Part 3 - The Long Journey Home

I had bought a 1990 Jaguar XJS with a 5.3 litre V12 engine for cash behind a strip club and now had 120 miles to drive in an unknown car. Apart from yearly trips to the local MOT station the car had been standing for over a decade.  In 11 years only 400 miles had been added to the odometer.  We stopped at the first petrol station to check oil, air, petrol and water.  Remarkably, the oil was pristine, the coolant was clean and full and the tyres had air.  I added some fuel injector cleaner to the petrol and set off.

The car smelt and sounded awful:  Petrol fumes mixed with the smell of wet carpets and mould, the exhaust was blowing everywhere, the engine was definitely not running on all cylinders, there was an almighty clanking from the front suspension every time we hit a bump and a knocking from the rear on all but the gentlest acceleration.  I put a brave face on, but I felt as though I had made a big mistake.

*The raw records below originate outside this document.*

//! Error types for the session layer.

use std::time::Duration;

/// A boxed error from a lower layer (transport, address parsing).
pub type BoxError = Box<dyn std::error::Error + Send + Sync>;

/// Errors that can occur while managing a connection session.
#[derive(Debug, thiserror::Error)]
pub enum SessionError {
    /// The configured platform is neither of the supported kinds.
    #[error("unsupported platform {0:?}")]
    UnsupportedPlatform(String),

    /// The identity provider could not supply a name and id.
    #[error("identity unavailable: {0}")]
    IdentityUnavailable(String),

    /// The transport never reported `Connected` within the bound.
    #[error("connection attempt timed out after {0:?}")]
    ConnectTimeout(Duration),

    /// Connection setup failed for any other reason.
    #[error("connect failed: {0}")]
    ConnectError(#[source] BoxError),

    /// Processing one inbound message failed. The receive loop logs
    /// these and moves on to the next message.
    #[error("transport fault: {0}")]
    TransportFault(#[source] BoxError),

    /// The transport rejected a start or send.
    #[error("transport error: {0}")]
    Transport(#[source] BoxError),
}
//! Server records and their keys.

use std::fmt;
use std::time::SystemTime;

use serde::{Deserialize, Serialize};

/// Status label for a server that answered recently.
pub const STATUS_ONLINE: &str = "ONLINE";

/// Status label for a server nobody has heard from yet.
pub const STATUS_UNKNOWN: &str = "UNKNOWN";

/// Latency value meaning "not measured".
pub const LATENCY_UNKNOWN: i32 = -1;

/// Identifies a server: its address and port.
#[derive(Debug, Clone, PartialEq, Eq, Hash, PartialOrd, Ord, Serialize, Deserialize)]
pub struct ServerKey {
    pub address: String,
    pub port: u16,
}

impl ServerKey {
    pub fn new(address: impl Into<String>, port: u16) -> Self {
        Self {
            address: address.into(),
            port,
        }
    }
}

/// Formats as `address:port`.
impl fmt::Display for ServerKey {
    fn fmt(&self, f: &mut fmt::Formatter<'_>) -> fmt::Result {
        write!(f, "{}:{}", self.address, self.port)
    }
}

/// One known server and its last observed liveness.
///
/// Only `status`, `latency`, `player_count` and `last_update` change after
/// the record is created.
#[derive(Debug, Clone, PartialEq, Eq, Serialize, Deserialize)]
#[serde(rename_all = "camelCase")]
pub struct ServerRecord {
    pub id: String,
    pub name: String,
    pub address: String,
    pub port: u16,
    pub protocol: String,
    pub version: String,
    pub player_count: u32,
    pub max_players: u32,
    pub game_mode: String,
    /// Free-form label, usually [`STATUS_ONLINE`] or [`STATUS_UNKNOWN`].
    pub status: String,
    /// Round-trip time in milliseconds, or [`LATENCY_UNKNOWN`].
    pub latency: i32,
    pub last_update: SystemTime,
    pub app_identifier: String,
}

impl ServerRecord {
    pub fn key(&self) -> ServerKey {
        ServerKey::new(self.address.clone(), self.port)
    }

    /// Returns `true` if `latency` holds a measurement.
    pub fn has_latency(&self) -> bool {
        self.latency >= 0
    }
}
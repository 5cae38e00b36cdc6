//! Error types for the registry layer.

use std::path::PathBuf;

/// Errors from loading a server configuration file.
///
/// Registry operations themselves never fail; these only come out of
/// [`ServerConfig::load`](crate::ServerConfig::load).
#[derive(Debug, thiserror::Error)]
pub enum RegistryError {
    /// The file couldn't be read.
    #[error("failed to read {}: {source}", path.display())]
    Read {
        path: PathBuf,
        #[source]
        source: std::io::Error,
    },

    /// The file isn't a valid server configuration.
    #[error("failed to parse {}: {source}", path.display())]
    Parse {
        path: PathBuf,
        #[source]
        source: serde_json::Error,
    },
}
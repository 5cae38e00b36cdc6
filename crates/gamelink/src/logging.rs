//! Tracing subscriber setup for binaries built on Gamelink.

use tracing_subscriber::EnvFilter;

/// Installs a `fmt` subscriber filtered by `RUST_LOG`, or by
/// `default_filter` when `RUST_LOG` is unset or invalid.
///
/// Returns `false` if a global subscriber was already installed, in
/// which case nothing changes.
pub fn init_tracing(default_filter: &str) -> bool {
    let filter = EnvFilter::try_from_default_env()
        .unwrap_or_else(|_| EnvFilter::new(default_filter));
    tracing_subscriber::fmt()
        .with_env_filter(filter)
        .try_init()
        .is_ok()
}
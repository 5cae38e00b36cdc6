//! The session manager: one outbound connection and its receive loop.
//!
//! # Two execution contexts
//!
//! - **The caller** runs `connect`, `disconnect`, `send_message` and
//!   `shutdown`. `connect` suspends while it polls for the handshake to
//!   complete; nothing else blocks.
//! - **The receive loop** is a Tokio task spawned at construction. It
//!   drains the transport's inbound queue, sleeps for `idle_backoff`, and
//!   repeats until shutdown.
//!
//! Both share the transport handle and the session state. The state lives
//! in an atomic cell and every conditional transition is a
//! compare-and-swap, so each transition (and its event) happens exactly
//! once no matter which side gets there first.
//!
//! Events go out over an unbounded channel: a slow consumer never stalls
//! the receive loop.

use std::net::{IpAddr, SocketAddr};
use std::sync::atomic::{AtomicBool, AtomicU64, Ordering};
use std::sync::{Arc, Mutex, MutexGuard, PoisonError};

use gamelink_protocol::{DeliveryTier, HandshakeKind, HandshakePayload};
use gamelink_transport::{IncomingKind, IncomingMessage, Transport, TransportStatus};
use tokio::sync::{mpsc, watch};
use tokio::task::JoinHandle;
use tokio::time::Instant;

use crate::identity::{Identity, IdentityProvider, IdentitySource, LocalIdentity, Platform};
use crate::session::StateCell;
use crate::{BoxError, ConnectionStatus, SessionConfig, SessionError, SessionEvent, SessionState};

/// Reason given to the transport on a client-initiated disconnect.
const DISCONNECT_REASON: &str = "Client disconnecting";

/// Reason given to the transport when the manager shuts down.
const SHUTDOWN_REASON: &str = "Client shutting down";

/// Reason given to the transport when a connect attempt is abandoned.
const TIMEOUT_REASON: &str = "Connection attempt timed out";

/// Reason given to the transport when the initialization message can't
/// be sent.
const INIT_FAILED_REASON: &str = "Initialization handshake failed";

/// Receiving end of a session manager's events.
pub type SessionEvents = mpsc::UnboundedReceiver<SessionEvent>;

fn lock<T>(mutex: &Mutex<T>) -> MutexGuard<'_, T> {
    mutex.lock().unwrap_or_else(PoisonError::into_inner)
}
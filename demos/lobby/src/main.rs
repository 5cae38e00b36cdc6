//! Lobby demo: list servers, connect to one, exchange a few messages.
//!
//! The "server" is an in-process memory transport, so this runs without a
//! network. Pass a `server.json` path to add a configured server:
//!
//! ```text
//! RUST_LOG=gamelink=debug cargo run -p lobby -- server.json
//! ```

use std::time::Duration;

use gamelink::prelude::*;
use gamelink::registry::RegistryEvents;
use gamelink::session::SessionEvents;
use gamelink::transport::MemoryTransportHandle;

// ---------------------------------------------------------------------------
// Lobby steps
// ---------------------------------------------------------------------------

async fn list_servers(
    registry: &ServerRegistry,
    events: &mut RegistryEvents,
) -> Result<Vec<ServerRecord>, Box<dyn std::error::Error>> {
    registry.discover_servers().await;

    let mut servers = Vec::new();
    while let Ok(event) = events.try_recv() {
        if let RegistryEvent::Discovered(record) = event {
            println!("{}", serde_json::to_string(&record)?);
            servers.push(record);
        }
    }
    Ok(servers)
}

/// Plays the remote side: greets the client once it has identified itself.
async fn play_server(remote: MemoryTransportHandle) {
    while remote.send_count() == 0 {
        tokio::time::sleep(Duration::from_millis(5)).await;
    }
    remote.push_data(b"WELCOME TO THE TERMLINK");
    remote.push_diagnostic(gamelink::transport::IncomingKind::Debug, "rtt 3ms");
}

async fn play_session(
    session: &SessionManager<MemoryTransport>,
    events: &mut SessionEvents,
    server: &ServerRecord,
) -> Result<(), GamelinkError> {
    session.connect(&server.address, server.port).await?;
    session.send_message(b"READY", DeliveryTier::OrderedReliable)?;
    session.send_message(b"POS 12,40", DeliveryTier::SequencedUnreliable)?;

    let deadline = tokio::time::sleep(Duration::from_secs(1));
    tokio::pin!(deadline);
    loop {
        tokio::select! {
            Some(event) = events.recv() => match event {
                SessionEvent::StatusChanged(status) => println!("status: {status:?}"),
                SessionEvent::DataReceived(data) => {
                    println!("server says: {}", String::from_utf8_lossy(&data));
                    break;
                }
            },
            _ = &mut deadline => {
                tracing::warn!("no greeting from server");
                break;
            }
        }
    }

    session.disconnect();
    Ok(())
}

#[tokio::main]
async fn main() -> Result<(), Box<dyn std::error::Error>> {
    gamelink::init_tracing("info");

    let mut config = RegistryConfig::default();
    if let Some(path) = std::env::args().nth(1) {
        config = config.with_config_file(path);
    }
    let (registry, mut registry_events) = ServerRegistry::new(config);

    let servers = list_servers(&registry, &mut registry_events).await?;
    let Some(server) = servers.first() else {
        eprintln!("no servers known");
        return Ok(());
    };
    println!("joining {} ({})", server.name, server.key());

    let (transport, remote) = MemoryTransport::auto_accept();
    let (session, mut events) = SessionManager::new(
        transport,
        SessionConfig {
            platform: "GOG".into(),
            ..SessionConfig::default()
        },
    )?;

    let server_task = tokio::spawn(play_server(remote.clone()));
    let result = play_session(&session, &mut events, server).await;
    session.shutdown().await;
    server_task.abort();

    result?;
    println!("sent {} messages, left cleanly", remote.send_count());
    Ok(())
}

It was raining and we were on the M6 with the lorries in lane one, driving gingerly.  Ahead the traffic started to slow. Braking gently, the pedal sank straight to the floor without any retardation whatsoever.  (Un)luckily this has happened to me before, so I realised instantly that one of the brake calipers had seized and overheated, boiling the brake fluid.  I knew that if I just kept pumping the pedal, eventually something would happen.  Happily the left hand front caliper decided to lend a hand and we pulled over to the hard shoulder to let everything cool down.
 

    

 


After a suitable interval, we made our way to the next service station where I assured my passenger that everything would be OK - we only had another 110 miles to go.  

With the exception of the lights, the indicators and wipers, very few other electrical switches seemed to work:  Windows - No, Central Locking - No, Air-Con - No, Rear Demister - No, Instrument Lights - No, Radio - No, Courtesy lights - No, Heated seats - No.  For me, these all seemed minor inconveniences, but for my passenger (my youngest son), they were simply further pointers to the fact that we were doomed.  He had already texted his mother that the car had no brakes and that we were about to die.  I re-iterated my confidence in this marvelous piece of British Leyland engineering and told him not to worry.  After a bite to eat and a coffee to allow for further cooling of the brakes, my confidence was rewarded by brakes that worked(ish).  We pressed on.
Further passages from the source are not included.